LES ADMISSIONS SUR TITRE : APRÈS UN PREMIER DIPLÔME
De plus en plus d’étudiants préfèrent aussi commencer leurs études par une licence universitaire ou un cursus professionnalisant, type DUT ou BTS, en le complétant ou non par une licence professionnelle. Une stratégie qui leur permet d’intégrer une école d’ingénieurs par le biais de ce qu’on appelle les "admissions sur titre", ou encore les "admissions parallèles". "Au total, la moitié de nos élèves nous rejoignent après le bac dans le cadre de notre prépa intégrée, 30 à 35 % après une prépa, par le biais du concours commun polytechnique, et 15 % sont admis sur titre, généralement après un DUT, mais aussi parfois après un BTS", explique ainsi le directeur de CPE Lyon.
Autre exemple, à l’Efrei, la moitié du recrutement a lieu après le bac et l’autre, en troisième année, avec 60 % d’élèves issus de prépas pour 40 % d’IUT. "En troisième année, nouveaux entrants et internes, ceux qui sont entrés dès le bac, suivent un cursus séparé correspondant à leurs qualités propres et se rejoignent en quatrième année une fois au même niveau partout", commente Jean Meunier.

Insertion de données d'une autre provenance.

//! Batch reads and writes against one table.
//!
//! These compile to a single oversized request; the batch orchestrator
//! splits it into provider-sized chunks.

use std::collections::HashMap;

use fluentdb_model::input::{BatchGetItemInput, BatchWriteItemInput};
use fluentdb_model::types::{
    Item, Key, KeysAndAttributes, ReturnConsumedCapacity, ReturnItemCollectionMetrics,
    WriteRequest,
};

use super::{BundleBuilder, Compile, HasConsistentRead, validate_key};
use crate::error::{ClientError, ClientResult};
use crate::expression::ExpressionKind;

/// Read many items by key.
#[derive(Debug, Clone, PartialEq)]
pub struct BatchGet {
    table: String,
    keys: Vec<Key>,
    projection: Vec<String>,
    consistent_read: Option<bool>,
    return_consumed_capacity: Option<ReturnConsumedCapacity>,
}

impl BatchGet {
    /// Get the items with `keys` from `table`.
    pub fn new(table: impl Into<String>, keys: impl IntoIterator<Item = Key>) -> Self {
        Self {
            table: table.into(),
            keys: keys.into_iter().collect(),
            projection: Vec::new(),
            consistent_read: None,
            return_consumed_capacity: None,
        }
    }

    /// Only return these attribute paths.
    #[must_use]
    pub fn project<I, S>(mut self, paths: I) -> Self
    where
        I: IntoIterator<Item = S>,
        S: Into<String>,
    {
        self.projection.extend(paths.into_iter().map(Into::into));
        self
    }

    /// Report consumed capacity.
    #[must_use]
    pub fn return_consumed_capacity(mut self, level: ReturnConsumedCapacity) -> Self {
        self.return_consumed_capacity = Some(level);
        self
    }
}

impl HasConsistentRead for BatchGet {
    fn consistent_read_slot(&mut self) -> &mut Option<bool> {
        &mut self.consistent_read
    }
}

impl Compile for BatchGet {
    type Input = BatchGetItemInput;

    fn compile(&self) -> ClientResult<BatchGetItemInput> {
        for key in &self.keys {
            validate_key(key)?;
        }
        let mut request_items = HashMap::new();
        if !self.keys.is_empty() {
            let mut bundle = BundleBuilder::default()
                .projection(&self.projection)?
                .finish();
            request_items.insert(
                self.table.clone(),
                KeysAndAttributes {
                    keys: self.keys.clone(),
                    projection_expression: bundle.take(ExpressionKind::Projection),
                    expression_attribute_names: bundle.names,
                    consistent_read: self.consistent_read,
                },
            );
        }
        Ok(BatchGetItemInput {
            request_items,
            return_consumed_capacity: self.return_consumed_capacity,
        })
    }
}

/// Put and delete many items without conditions.
#[derive(Debug, Clone, PartialEq)]
pub struct BatchWrite {
    table: String,
    writes: Vec<WriteRequest>,
    return_consumed_capacity: Option<ReturnConsumedCapacity>,
    return_item_collection_metrics: Option<ReturnItemCollectionMetrics>,
}

impl BatchWrite {
    /// Start a batch of writes to `table`.
    pub fn new(table: impl Into<String>) -> Self {
        Self {
            table: table.into(),
            writes: Vec::new(),
            return_consumed_capacity: None,
            return_item_collection_metrics: None,
        }
    }

    /// Queue a put of `item`.
    #[must_use]
    pub fn put(mut self, item: Item) -> Self {
        self.writes.push(WriteRequest::put(item));
        self
    }

    /// Queue puts of every item in `items`.
    #[must_use]
    pub fn put_all(mut self, items: impl IntoIterator<Item = Item>) -> Self {
        self.writes.extend(items.into_iter().map(WriteRequest::put));
        self
    }

    /// Queue a delete of the item with `key`.
    #[must_use]
    pub fn delete(mut self, key: Key) -> Self {
        self.writes.push(WriteRequest::delete(key));
        self
    }

    /// Queue deletes of every key in `keys`.
    #[must_use]
    pub fn delete_all(mut self, keys: impl IntoIterator<Item = Key>) -> Self {
        self.writes.extend(keys.into_iter().map(WriteRequest::delete));
        self
    }

    /// Report consumed capacity.
    #[must_use]
    pub fn return_consumed_capacity(mut self, level: ReturnConsumedCapacity) -> Self {
        self.return_consumed_capacity = Some(level);
        self
    }

    /// Report item collection metrics.
    #[must_use]
    pub fn return_item_collection_metrics(mut self, level: ReturnItemCollectionMetrics) -> Self {
        self.return_item_collection_metrics = Some(level);
        self
    }
}

impl Compile for BatchWrite {
    type Input = BatchWriteItemInput;

    fn compile(&self) -> ClientResult<BatchWriteItemInput> {
        for write in &self.writes {
            match (&write.put_request, &write.delete_request) {
                (Some(put), None) if put.item.is_empty() => {
                    return Err(ClientError::Validation("put item is empty".to_owned()));
                }
                (None, Some(delete)) => validate_key(&delete.key)?,
                _ => {}
            }
        }
        let mut request_items = HashMap::new();
        if !self.writes.is_empty() {
            request_items.insert(self.table.clone(), self.writes.clone());
        }
        Ok(BatchWriteItemInput {
            request_items,
            return_consumed_capacity: self.return_consumed_capacity,
            return_item_collection_metrics: self.return_item_collection_metrics,
        })
    }
}

#[cfg(test)]
mod tests {
    use super::*;
    use crate::test_support::item;

    #[test]
    fn test_should_compile_batch_get_with_projection() {
        let input = BatchGet::new("users", [item("a"), item("b")])
            .project(["name"])
            .consistent_read(true)
            .compile()
            .unwrap();
        let request = &input.request_items["users"];
        assert_eq!(request.keys.len(), 2);
        assert_eq!(request.projection_expression.as_deref(), Some("#n0"));
        assert_eq!(request.expression_attribute_names["#n0"], "name");
        assert_eq!(request.consistent_read, Some(true));
    }

    #[test]
    fn test_should_compile_empty_batch_to_no_request_items() {
        let input = BatchWrite::new("users").compile().unwrap();
        assert!(input.request_items.is_empty());
        let input = BatchGet::new("users", Vec::<Key>::new()).compile().unwrap();
        assert!(input.request_items.is_empty());
    }

    #[test]
    fn test_should_reject_invalid_delete_key() {
        let err = BatchWrite::new("users")
            .put(item("a"))
            .delete(Key::new())
            .compile()
            .unwrap_err();
        assert!(matches!(err, ClientError::Validation(_)));
    }

    #[test]
    fn test_should_keep_write_order() {
        let input = BatchWrite::new("users")
            .put_all([item("a"), item("b")])
            .delete(item("c"))
            .compile()
            .unwrap();
        let writes = &input.request_items["users"];
        assert_eq!(writes.len(), 3);
        assert!(writes[0].put_request.is_some());
        assert_eq!(writes[2], WriteRequest::delete(item("c")));
    }
}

Et même une très bonne école comme AgroParisTech intègre quelques titulaires d’un DUT génie biologique (option industries alimentaires), à côté de ses 60 % d’élèves issus de prépa. "Par rapport aux élèves de prépas, nous les remettons à niveau en maths ou en langues. Par contre, ils ont un esprit beaucoup plus pratique que les élèves de prépas", commente Gilles Trystram.
Deuxième école d’ingénieurs française en termes d’effectifs, l’ESTP rénove son campus aux portes de Paris .
Deuxième école d’ingénieurs française en termes d’effectifs, l’ESTP rénove son campus aux portes de Paris .ESTP
UN DUT, UNE LICENCE, VOIRE UN BTS
Mais attention, si le DUT est un sésame pour beaucoup d’écoles, les titulaires d’un BTS ont beaucoup plus de mal à s’intégrer. Il est même souvent nécessaire à leurs titulaires de suivre une année de prépa supplémentaire, dite ATS, pour intégrer une grande école d’ingénieurs. A l’Efrei, les titulaires d’un BTS entrent en deuxième année, quand ceux qui possèdent un DUT vont directement en troisième. "En IUT, on rencontre beaucoup d’étudiants qui avaient le niveau pour entrer en prépa et n’ont guère de mal à nous rejoindre, commente Francis Jouanjean, dont l’école, l’ENSTA Bretagne, recrute ces profils pour son cursus en alternance. C’est beaucoup plus difficile pour les titulaires d’un BTS, auxquels nous donnons un tutorat spécifique."
Même diagnostic pour Gérard Pignault, qui recrute lui-aussi quelques BTS pour son cursus en apprentissage : "Ce sont des élèves qui ont plus de mal dans l’abstraction, et nous prenons par exemple soin de leur dispenser les notions de maths indispensables dans le cadre d’exercices pratiques, plutôt que théoriques".
Posséder un BTS ou même un DUT est insuffisant pour intégrer les plus renommées des écoles d’ingénieurs. Une licence, voire une première année de master, est ainsi nécessaire pour entrer à X ou à Centrale autrement qu’avec une prépa. Mais attention, la licence ne permet pas de passer directement en deuxième année, mais seulement en première. "Parmi les 136 élèves que nous avons intégrés cette année, cinq viennent de l’université, tous les autres de prépas, commente Yves Demay. Nous sommes prêts à en prendre plus, mais la population étudiante capable de suivre notre cursus n’est pas assez nombreuse."